Layer 1: Django System Checks (checks.py)
Existing checks (unchanged)
| ID | Tag | Description |
|---|---|---|
checkers.E001 | database | Database connectivity |
checkers.W001 | migrations | Pending migrations |
checkers.W002-W008 | crontab | Cron job configuration |
checkers.W009 | aliases | Shell aliases (dev only) |
checkers.E003-E004 | database (deploy) | Database tables exist |
New checks
| ID | Tag | Severity | Description |
|---|---|---|---|
checkers.W010 | security | Warning | DEBUG=True in non-test, non-DEBUG env |
checkers.W011 | security | Warning | SECRET_KEY is weak (< 50 chars or contains “insecure”) |
checkers.W012 | environment | Warning | .env file missing from BASE_DIR |
checkers.I003 | environment | Info | Required env vars from .env.sample not set (one per var) |
checkers.I001 | pipeline | Info | Pipeline definition counts (active/inactive) with names |
checkers.W014 | pipeline | Warning | Notification channels: zero active, or active with empty config |
checkers.W015 | crontab | Warning | cron.log stale (last modified > 1 hour ago, if cron is configured) |
checkers.W016 | crontab | Warning | cron.log too large (> 50MB, suggests no log rotation) |
checkers.W017 | environment | Warning | BASE_DIR not writable (can’t write cron.log) |
Tag usage
manage.py check --tag security # W010, W011
manage.py check --tag environment # W012, I003, W017
manage.py check --tag pipeline # I001, W014
manage.py check --tag crontab # W002-W008, W015, W016
manage.py check --tag migrations # W001
manage.py check --tag database # E001, E003-E004
manage.py check --tag aliases # W009
manage.py check # All
Check behaviors
check_debug_mode (W010)
- Skip in tests (
_is_testing()) - Skip if
DEBUG=False - Warning when
DEBUG=True— hint: “Set DEBUG=False in production”

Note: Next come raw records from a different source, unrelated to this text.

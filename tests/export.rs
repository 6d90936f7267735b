//! End-to-end export tests against a mocked review listing API.

use serde_json::{json, Value};
use std::fs;
use std::path::Path;
use std::sync::Arc;
use steam_reviews::config::{ExportConfig, OutputConfig, RetryConfig};
use steam_reviews::{export_reviews, Error, MetricsCollector, Termination};
use tempfile::tempdir;
use wiremock::matchers::{method, path, query_param};
use wiremock::{Mock, MockServer, ResponseTemplate};

const APP_ID: u64 = 1091500;

fn review(id: &str, language: &str, text: &str, created: i64) -> Value {
    json!({
        "recommendationid": id,
        "author": {
            "steamid": "76561198000000000",
            "num_games_owned": 120,
            "num_reviews": 4,
            "playtime_forever": 3000,
            "playtime_at_review": 1500
        },
        "language": language,
        "review": text,
        "timestamp_created": created,
        "timestamp_updated": created,
        "voted_up": true,
        "votes_up": 7,
        "votes_funny": 1,
        "weighted_vote_score": "0.5",
        "steam_purchase": true,
        "received_for_free": false,
        "written_during_early_access": false
    })
}

fn page(reviews: Vec<Value>, cursor: &str, num_reviews: u64) -> Value {
    json!({
        "success": 1,
        "query_summary": {
            "num_reviews": num_reviews,
            "review_score": 8,
            "review_score_desc": "Very Positive",
            "total_positive": 3,
            "total_negative": 0,
            "total_reviews": 3
        },
        "reviews": reviews,
        "cursor": cursor
    })
}

async fn mount_page(server: &MockServer, cursor: &str, body: Value) {
    Mock::given(method("GET"))
        .and(path(format!("/appreviews/{}", APP_ID)))
        .and(query_param("cursor", cursor))
        .respond_with(ResponseTemplate::new(200).set_body_json(body))
        .mount(server)
        .await;
}

fn config(server: &MockServer, out: &Path) -> ExportConfig {
    ExportConfig {
        app_id: APP_ID,
        base_url: server.uri(),
        delay_ms: 0,
        output: OutputConfig {
            path: out.to_string_lossy().into_owned(),
            delimiter: ',',
        },
        retry: RetryConfig {
            transport_cooldown_ms: 0,
            unsuccessful_cooldown_ms: 0,
            ..RetryConfig::default()
        },
        ..ExportConfig::default()
    }
}

fn read_rows(out: &Path) -> Vec<csv::StringRecord> {
    let mut reader = csv::Reader::from_path(out).unwrap();
    let headers = reader.headers().unwrap().clone();
    assert_eq!(
        headers.iter().collect::<Vec<_>>(),
        steam_reviews::ReviewRecord::HEADER.to_vec()
    );
    reader.records().map(|r| r.unwrap()).collect()
}

#[tokio::test]
async fn test_two_pages_exported_until_summary_is_zero() {
    let server = MockServer::start().await;
    mount_page(
        &server,
        "*",
        page(
            vec![
                review("101", "english", "  Loved it  ", 1700000000),
                review("102", "english", "Solid, with bugs", 1700000000),
            ],
            "c1",
            2,
        ),
    )
    .await;
    mount_page(
        &server,
        "c1",
        page(vec![review("103", "english", "Meh", 1600000000)], "*", 0),
    )
    .await;

    let dir = tempdir().unwrap();
    let out = dir.path().join("reviews.csv");
    let summary = export_reviews(&config(&server, &out), None).await.unwrap();

    assert_eq!(summary.counts(), (3, 3));
    assert_eq!(summary.termination, Termination::SummaryExhausted);
    assert_eq!(server.received_requests().await.unwrap().len(), 2);

    let rows = read_rows(&out);
    assert_eq!(rows.len(), 3);
    assert_eq!(&rows[0][0], "Loved it");
    assert_eq!(&rows[1][0], "Solid, with bugs");
    assert_eq!(
        rows[0].iter().skip(1).collect::<Vec<_>>(),
        vec!["1", "1", "0", "7", "1", "2023-11-14", "2023-11-14", "120", "4", "3000", "1500"]
    );
    assert_eq!(&rows[2][6], "2020-09-13");
}

#[tokio::test]
async fn test_failures_retry_the_same_cursor() {
    let server = MockServer::start().await;
    let opaque = "AoJ4+/x=";
    mount_page(
        &server,
        "*",
        page(vec![review("1", "english", "first", 1700000000)], opaque, 1),
    )
    .await;

    Mock::given(method("GET"))
        .and(query_param("cursor", opaque))
        .respond_with(ResponseTemplate::new(502).set_body_string("<html>Bad Gateway</html>"))
        .up_to_n_times(1)
        .mount(&server)
        .await;
    Mock::given(method("GET"))
        .and(query_param("cursor", opaque))
        .respond_with(ResponseTemplate::new(200).set_body_string("not json"))
        .up_to_n_times(1)
        .mount(&server)
        .await;
    Mock::given(method("GET"))
        .and(query_param("cursor", opaque))
        .respond_with(ResponseTemplate::new(200).set_body_json(json!({ "success": 2 })))
        .up_to_n_times(1)
        .mount(&server)
        .await;
    mount_page(
        &server,
        opaque,
        page(vec![review("2", "english", "second", 1700000000)], "", 1),
    )
    .await;

    let dir = tempdir().unwrap();
    let out = dir.path().join("reviews.csv");
    let metrics = Arc::new(MetricsCollector::new());
    let summary = export_reviews(&config(&server, &out), Some(metrics.clone()))
        .await
        .unwrap();

    assert_eq!(summary.counts(), (2, 2));
    assert_eq!(summary.termination, Termination::NoCursor);
    assert_eq!(server.received_requests().await.unwrap().len(), 5);

    let snapshot = metrics.snapshot();
    assert_eq!(snapshot.transport_failures, 2);
    assert_eq!(snapshot.unsuccessful_responses, 1);
    assert_eq!(snapshot.total_reviews, Some(3));

    let rows = read_rows(&out);
    assert_eq!(&rows[1][0], "second");
}

#[tokio::test]
async fn test_language_filter_and_overlapping_pages() {
    let server = MockServer::start().await;
    mount_page(
        &server,
        "*",
        page(
            vec![
                review("1", "english", "one", 1700000000),
                review("2", "schinese", "二", 1700000000),
            ],
            "c1",
            2,
        ),
    )
    .await;
    mount_page(
        &server,
        "c1",
        page(
            vec![
                review("1", "english", "one again", 1700000000),
                review("3", "english", "three", 1700000000),
            ],
            "c1",
            2,
        ),
    )
    .await;

    let dir = tempdir().unwrap();
    let out = dir.path().join("reviews.csv");
    let mut config = config(&server, &out);
    config.language = "english".to_string();

    let summary = export_reviews(&config, None).await.unwrap();
    assert_eq!(summary.counts(), (2, 4));
    assert_eq!(summary.termination, Termination::RepeatedCursor);

    let requests = server.received_requests().await.unwrap();
    assert_eq!(requests.len(), 2);
    assert!(requests
        .iter()
        .all(|r| r.url.query_pairs().any(|(k, v)| k == "language" && v == "english")));

    let texts: Vec<String> = read_rows(&out).iter().map(|r| r[0].to_string()).collect();
    assert_eq!(texts, vec!["one", "three"]);
}

#[tokio::test]
async fn test_unwritable_output_fails_before_fetching() {
    let server = MockServer::start().await;
    let dir = tempdir().unwrap();
    let out = dir.path().join("missing").join("reviews.csv");

    let err = export_reviews(&config(&server, &out), None).await.unwrap_err();
    assert!(matches!(err, Error::Io(_)), "{}", err);
    assert!(server.received_requests().await.unwrap().is_empty());
    assert!(!fs::exists(&out).unwrap());
}
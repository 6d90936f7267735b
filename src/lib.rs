pub mod config;
pub mod crawler;
pub mod error;
pub mod export;
pub mod fetcher;
pub mod metrics;
pub mod output;
pub mod retry;
pub mod review;

pub use config::{ConfigLoader, ExportConfig};
pub use crawler::{CrawlState, CrawlSummary, CrawlerState, ReviewCrawler, Termination};
pub use error::{Error, Result};
pub use export::export_reviews;
pub use fetcher::{Fetcher, ReqwestFetcher, ReviewQuery};
pub use metrics::collector::MetricsCollector;
pub use metrics::snapshot::MetricsSnapshot;
pub use output::RowSink;
pub use retry::{Backoff, RetryPolicy};
pub use review::{PageResponse, ReviewRecord};
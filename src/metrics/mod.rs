pub mod collector;
pub mod snapshot;

pub use collector::{MetricsCollector, SkipReason};
pub use snapshot::MetricsSnapshot;
use crate::config::{ExportConfig, PurchaseType, ReviewType, ALL_LANGUAGES};
use crate::error::{Error, Result};
use crate::review::PageResponse;
use async_trait::async_trait;
use reqwest::Client;
use std::time::Duration;
use url::Url;

/// Fixed query parameters for one product's review listing.
#[derive(Debug, Clone)]
pub struct ReviewQuery {
    pub base_url: String,
    pub app_id: u64,
    pub num_per_page: u32,
    pub language: String,
    pub purchase_type: PurchaseType,
    pub review_type: ReviewType,
    pub filter_offtopic_activity: bool,
}

impl ReviewQuery {
    pub fn from_config(config: &ExportConfig) -> Self {
        Self {
            base_url: config.base_url.clone(),
            app_id: config.app_id,
            num_per_page: config.num_per_page,
            language: config.language.clone(),
            purchase_type: config.purchase_type,
            review_type: config.review_type,
            filter_offtopic_activity: config.filter_offtopic_activity,
        }
    }

    /// `None` when every language is accepted.
    pub fn language_filter(&self) -> Option<&str> {
        Some(self.language.as_str()).filter(|lang| *lang != ALL_LANGUAGES)
    }

    /// Builds the request URL for the page starting at `cursor`.
    pub fn page_url(&self, cursor: &str) -> Result<String> {
        let base = self.base_url.trim_end_matches('/');
        let mut url = Url::parse(&format!("{}/appreviews/{}", base, self.app_id))?;
        url.query_pairs_mut()
            .append_pair("json", "1")
            .append_pair("num_per_page", &self.num_per_page.to_string())
            .append_pair("filter", "recent")
            .append_pair("number", "0")
            .append_pair("purchase_type", self.purchase_type.as_str())
            .append_pair("language", &self.language)
            .append_pair(
                "filter_offtopic_activity",
                if self.filter_offtopic_activity { "1" } else { "0" },
            )
            .append_pair("review_type", self.review_type.as_str())
            .append_pair("cursor", cursor);
        Ok(url.into())
    }
}

#[async_trait]
pub trait Fetcher: Send + Sync {
    /// Retrieves and decodes one page. Any error is treated as transient by the crawler.
    async fn fetch(&self, url: &str) -> Result<PageResponse>;
}

pub struct ReqwestFetcher {
    client: Client,
}

impl ReqwestFetcher {
    pub fn new(timeout: Duration) -> Result<Self> {
        let client = Client::builder()
            .timeout(timeout)
            .user_agent(concat!("steam-reviews/", env!("CARGO_PKG_VERSION")))
            .build()?;
        Ok(Self { client })
    }
}

#[async_trait]
impl Fetcher for ReqwestFetcher {
    async fn fetch(&self, url: &str) -> Result<PageResponse> {
        log::debug!("Requesting: {}", url);

        let res = self.client.get(url).send().await?;
        let status = res.status();
        if !status.is_success() {
            return Err(Error::Internal(format!("HTTP error: {}", status)));
        }

        let page = res.json::<PageResponse>().await?;
        Ok(page)
    }
}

check_secret_key_strength (W011)
- Skip in tests
- Warning if
len(SECRET_KEY) < 50or"insecure"in SECRET_KEY.lower() - Hint: “Generate a strong secret key with django.core.management.utils.get_random_secret_key()”
check_env_file_exists (W012)
- Check
os.path.isfile(BASE_DIR / ".env") - Hint: “Copy .env.sample to .env and configure”
check_required_env_vars (I003)
- Parse
.env.samplefor variable names (lines matching^[A-Z_]+=) - Check each against
os.environ - One Info per missing var
- Skip vars with
# optionalcomment
check_pipeline_status (I001)
- Query
PipelineDefinition.objects.all() - Info message: “N pipeline definitions (X active, Y inactive)”
- List names with status
check_notification_channels (W014)
- Query
NotificationChannel.objects.filter(is_active=True) - Warning if zero active channels
- Warning for each active channel with empty/null config
check_cron_log_freshness (W015)
- Only check if cron is configured (reuse
check_crontab_configurationlogic) - Check
os.path.getmtime(BASE_DIR / "cron.log") - Warning if > 1 hour since last modification
- Skip if
cron.logdoesn’t exist (separate concern)
check_cron_log_size (W016)
- Check
os.path.getsize(BASE_DIR / "cron.log") - Warning if > 50MB
- Hint: “Consider log rotation (logrotate or truncate)”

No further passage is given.